Entre 300 et 500 manifestants se sont rassemblés à l’extérieur du stade avant le coup d’envoi, brandissant des pancartes anti-gouvernement iranien et des drapeaux. Beaucoup ont déclaré avoir délibérément choisi de ne pas assister au match, arguant que le faire impliquerait un soutien au gouvernement de Téhéran. Les manifestations se sont concentrées sur la répression du régime contre les manifestants pro-démocratie, au cours de laquelle des milliers de personnes auraient été tuées suite aux protestations nationales en janvier.
Le match s’est déroulé quelques heures seulement après que le président Donald Trump ait annoncé un accord préliminaire de paix entre les États-Unis et l’Iran, l’équipe iranienne volant vers Los Angeles depuis sa base d’entraînement à Tijuana, au Mexique, au moment où l’accord a été rendu public. Le conflit lui-même a commencé en février, lorsque les États-Unis et Israël ont lancé des frappes contre l’Iran.

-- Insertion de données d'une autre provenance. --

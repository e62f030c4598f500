//! One-Time Pad in two modes
//!
//! - **letters**: A-Z addition mod 26, ciphertext is uppercase letters
//! - **xor**: byte-wise XOR of the UTF-8 text, ciphertext rendered as hex or base64
//!
//! In both modes the key must be exactly as long as the message. It is never
//! cycled or stretched.

use std::fmt;
use std::str::FromStr;

use crate::error::{CipherError, Result};
use crate::text;
use crate::utils;

#[derive(Debug, Clone, Copy, PartialEq, Eq, Default)]
pub enum OtpMode {
    #[default]
    Letters,
    Xor,
}

impl FromStr for OtpMode {
    type Err = CipherError;

    fn from_str(s: &str) -> Result<Self> {
        match s.trim().to_ascii_lowercase().as_str() {
            "letters" => Ok(OtpMode::Letters),
            "xor" => Ok(OtpMode::Xor),
            other => Err(CipherError::UnsupportedMode(format!(
                "mode must be 'letters' or 'xor', got '{other}'"
            ))),
        }
    }
}

impl fmt::Display for OtpMode {
    fn fmt(&self, f: &mut fmt::Formatter<'_>) -> fmt::Result {
        match self {
            OtpMode::Letters => write!(f, "letters"),
            OtpMode::Xor => write!(f, "xor"),
        }
    }
}

/// Text encoding of XOR-mode ciphertext.
#[derive(Debug, Clone, Copy, PartialEq, Eq, Default)]
pub enum OutputFormat {
    #[default]
    Hex,
    Base64,
}

impl FromStr for OutputFormat {
    type Err = CipherError;

    fn from_str(s: &str) -> Result<Self> {
        match s.trim().to_ascii_lowercase().as_str() {
            "hex" => Ok(OutputFormat::Hex),
            "base64" => Ok(OutputFormat::Base64),
            other => Err(CipherError::UnsupportedMode(format!(
                "format must be 'hex' or 'base64', got '{other}'"
            ))),
        }
    }
}

impl fmt::Display for OutputFormat {
    fn fmt(&self, f: &mut fmt::Formatter<'_>) -> fmt::Result {
        match self {
            OutputFormat::Hex => write!(f, "hex"),
            OutputFormat::Base64 => write!(f, "base64"),
        }
    }
}

impl OutputFormat {
    fn encode(self, data: &[u8]) -> String {
        match self {
            OutputFormat::Hex => text::encode_hex(data),
            OutputFormat::Base64 => text::encode_base64(data),
        }
    }

    fn decode(self, data: &str) -> Result<Vec<u8>> {
        match self {
            OutputFormat::Hex => text::decode_hex(data).map_err(|_| {
                CipherError::InvalidCiphertextEncoding("invalid hex format for ciphertext".to_string())
            }),
            OutputFormat::Base64 => text::decode_base64(data).map_err(|_| {
                CipherError::InvalidCiphertextEncoding(
                    "invalid base64 format for ciphertext".to_string(),
                )
            }),
        }
    }
}

fn check_lengths(key_len: usize, text_len: usize, what: &str, unit: &str) -> Result<()> {
    if key_len != text_len {
        return Err(CipherError::InvalidKeyLength(format!(
            "key length ({key_len}{unit}) must equal {what} length ({text_len}{unit})"
        )));
    }
    Ok(())
}

fn combine_letters(content: &str, key: &str, direction: i64) -> String {
    content
        .chars()
        .zip(key.chars())
        .map(|(c, k)| {
            let value = i64::from(c as u8 - b'A') + direction * i64::from(k as u8 - b'A');
            text::upper_letter(value)
        })
        .collect()
}

pub fn encrypt(content: &str, key: &str, mode: OtpMode, format: OutputFormat) -> Result<String> {
    match mode {
        OtpMode::Letters => {
            let normalized_text = text::letters_upper(content);
            let normalized_key = text::letters_upper(key);
            check_lengths(
                normalized_key.len(),
                normalized_text.len(),
                "plaintext",
                "",
            )?;
            Ok(combine_letters(&normalized_text, &normalized_key, 1))
        }
        OtpMode::Xor => {
            let text_bytes = content.as_bytes();
            let key_bytes = key.as_bytes();
            check_lengths(key_bytes.len(), text_bytes.len(), "plaintext", " bytes")?;
            let result = utils::xor_blocks(text_bytes, key_bytes)?;
            Ok(format.encode(&result))
        }
    }
}

pub fn decrypt(content: &str, key: &str, mode: OtpMode, format: OutputFormat) -> Result<String> {
    match mode {
        OtpMode::Letters => {
            if !content.chars().all(|c| c.is_ascii_alphabetic()) {
                return Err(CipherError::InvalidCiphertextEncoding(
                    "ciphertext must contain only letters A-Z for letters mode".to_string(),
                ));
            }
            let normalized_text = content.to_ascii_uppercase();
            let normalized_key = text::letters_upper(key);
            check_lengths(
                normalized_key.len(),
                normalized_text.len(),
                "ciphertext",
                "",
            )?;
            Ok(combine_letters(&normalized_text, &normalized_key, -1))
        }
        OtpMode::Xor => {
            let text_bytes = format.decode(content)?;
            let key_bytes = key.as_bytes();
            check_lengths(key_bytes.len(), text_bytes.len(), "ciphertext", " bytes")?;
            let result = utils::xor_blocks(&text_bytes, key_bytes)?;
            text::utf8(result)
        }
    }
}
//! Block-cipher adapter: key stretching, IV handling and hex encoding
//! around the AES-256 (CBC) and DES (ECB) primitives.
//!
//! Keys are stretched with a fixed filler or truncated. That is a usability
//! shortcut for demonstrations and gives no security.

use rand::RngCore;
use rand::rngs::OsRng;

use crate::cipher::{Aes256Primitive, BlockCipher, DesPrimitive};
use crate::error::{CipherError, Result};
use crate::modes::CipherModes;
use crate::text;

/// Filler for short AES keys (ASCII `'0'`).
const AES_KEY_FILLER: u8 = b'0';
/// Filler for short DES keys.
const DES_KEY_FILLER: u8 = 0x00;

/// Right-pads `key` with `filler` or truncates it to exactly `size` bytes.
pub fn fit_key(key: &[u8], size: usize, filler: u8) -> Vec<u8> {
    let mut fitted: Vec<u8> = key.iter().copied().take(size).collect();
    fitted.resize(size, filler);
    fitted
}

fn aes_key(key: &str) -> Vec<u8> {
    fit_key(key.as_bytes(), Aes256Primitive.key_size(), AES_KEY_FILLER)
}

/// DES keys are hexadecimal; spaces are ignored.
fn des_key(key: &str) -> Result<Vec<u8>> {
    let compact: String = key.chars().filter(|&c| c != ' ').collect();
    let bytes = hex::decode(compact).map_err(|_| {
        CipherError::InvalidKeyFormat(
            "key must be a valid hexadecimal string (e.g., '0123456789ABCDEF')".to_string(),
        )
    })?;
    Ok(fit_key(&bytes, DesPrimitive.key_size(), DES_KEY_FILLER))
}

fn decode_ciphertext(content: &str) -> Result<Vec<u8>> {
    text::decode_hex(content).map_err(|_| {
        CipherError::InvalidCiphertextEncoding("ciphertext must be hexadecimal".to_string())
    })
}

/// AES-256-CBC; returns `hex(iv || ciphertext)` with a fresh random IV.
pub fn aes_encrypt(content: &str, key: &str) -> Result<String> {
    let cipher = Aes256Primitive;
    let key_bytes = aes_key(key);

    let mut iv = vec![0u8; cipher.block_size()];
    OsRng.fill_bytes(&mut iv);

    let encrypted = CipherModes::cbc_encrypt(&cipher, &key_bytes, content.as_bytes(), &iv)?;
    let mut result = iv;
    result.extend(encrypted);
    Ok(text::encode_hex(&result))
}

pub fn aes_decrypt(content: &str, key: &str) -> Result<String> {
    let cipher = Aes256Primitive;
    let key_bytes = aes_key(key);

    let data = decode_ciphertext(content)?;
    if data.len() < cipher.block_size() {
        return Err(CipherError::InvalidCiphertextEncoding(format!(
            "ciphertext is shorter than the {}-byte IV",
            cipher.block_size()
        )));
    }
    let (iv, encrypted) = data.split_at(cipher.block_size());

    let decrypted = CipherModes::cbc_decrypt(&cipher, &key_bytes, encrypted, iv)?;
    text::utf8(decrypted)
}

/// DES-ECB; returns hex ciphertext.
pub fn des_encrypt(content: &str, key: &str) -> Result<String> {
    let key_bytes = des_key(key)?;
    let encrypted = CipherModes::ecb_encrypt(&DesPrimitive, &key_bytes, content.as_bytes())?;
    Ok(text::encode_hex(&encrypted))
}

pub fn des_decrypt(content: &str, key: &str) -> Result<String> {
    let key_bytes = des_key(key)?;
    let data = decode_ciphertext(content)?;
    let decrypted = CipherModes::ecb_decrypt(&DesPrimitive, &key_bytes, &data)?;
    text::utf8(decrypted)
}

#[cfg(test)]
mod tests {
    use super::*;

    #[test]
    fn test_fit_key() {
        assert_eq!(fit_key(b"abc", 5, b'0'), b"abc00");
        assert_eq!(fit_key(b"abcdefg", 4, 0), b"abcd");
        assert_eq!(fit_key(b"", 2, 0), vec![0, 0]);
    }

    #[test]
    fn test_aes_round_trip_and_random_iv() {
        let first = aes_encrypt("Top Secret Data", "Password123").unwrap();
        let second = aes_encrypt("Top Secret Data", "Password123").unwrap();
        // 16-byte IV + one block, hex encoded
        assert_eq!(first.len(), 64);
        assert_ne!(first, second);
        assert_eq!(aes_decrypt(&first, "Password123").unwrap(), "Top Secret Data");
        assert_eq!(aes_decrypt(&second, "Password123").unwrap(), "Top Secret Data");
    }

    #[test]
    fn test_aes_long_key_is_truncated() {
        let long_key = "k".repeat(40);
        let ciphertext = aes_encrypt("hello", &long_key).unwrap();
        assert_eq!(aes_decrypt(&ciphertext, &"k".repeat(32)).unwrap(), "hello");
    }

    #[test]
    fn test_aes_rejects_malformed_ciphertext() {
        assert!(matches!(
            aes_decrypt("not hex", "key"),
            Err(CipherError::InvalidCiphertextEncoding(_))
        ));
        assert!(matches!(
            aes_decrypt("00ff", "key"),
            Err(CipherError::InvalidCiphertextEncoding(_))
        ));
    }

    #[test]
    fn test_des_round_trip_spaced_key() {
        // 14 bytes pad to two blocks
        let ciphertext = des_encrypt("Secret Message", "13 34 57 79 9B BC DF F1").unwrap();
        assert_eq!(ciphertext.len(), 32);
        assert_eq!(
            des_decrypt(&ciphertext, "133457799BBCDFF1").unwrap(),
            "Secret Message"
        );
    }

    #[test]
    fn test_des_short_hex_key_is_zero_padded() {
        let ciphertext = des_encrypt("pad me", "0123").unwrap();
        assert_eq!(des_decrypt(&ciphertext, "0123000000000000").unwrap(), "pad me");
    }

    #[test]
    fn test_des_key_must_be_hex() {
        assert!(matches!(
            des_encrypt("Secret Message", "MyKey123"),
            Err(CipherError::InvalidKeyFormat(_))
        ));
    }
}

Los Angeles abrite la plus grande communauté de la diaspora iranienne en dehors de l’Iran lui-même, de nombreuses familles ayant fui le pays suite à la Révolution islamique de 1979 — une démographie qui a prêté une intensité particulière à l’atmosphère politique entourant les matchs de l’équipe.
La participation de l’Iran au tournoi a été marquée par des frictions logistiques et politiques tout au long. Leur fédération s’est plainte que tous les membres du personnel n’aient pas reçu de visas américains et que les billets alloués aux supporters iraniens aient été retirés. Un responsable de l’administration américaine a déclaré que les mesures avaient été prises pour empêcher le système d’être « abusé pour faire entrer clandestinement des terroristes aux États-Unis sous de faux prétextes ».
L’équipe a également déplacé sa base d’entraînement de l’Arizona au Mexique dans les semaines précédant le tournoi.
Un différend juridique distinct concernant les drapeaux a été résolu lundi matin, lorsque le juge Curtis Kin a confirmé l’interdiction de la FIFA du drapeau iranien pré-révolutionnaire — une bannière portant un motif lion-et-soleil associé à l’ancien régime dirigé par le Shah du pays. Bien qu’il partage les mêmes couleurs que le drapeau officiel actuel, la FIFA interdit les articles de « nature politique, offensante et/ou discriminatoire ». Le juge a reconnu l’importance de la liberté d’expression mais a jugé que l’interdiction devrait être maintenue.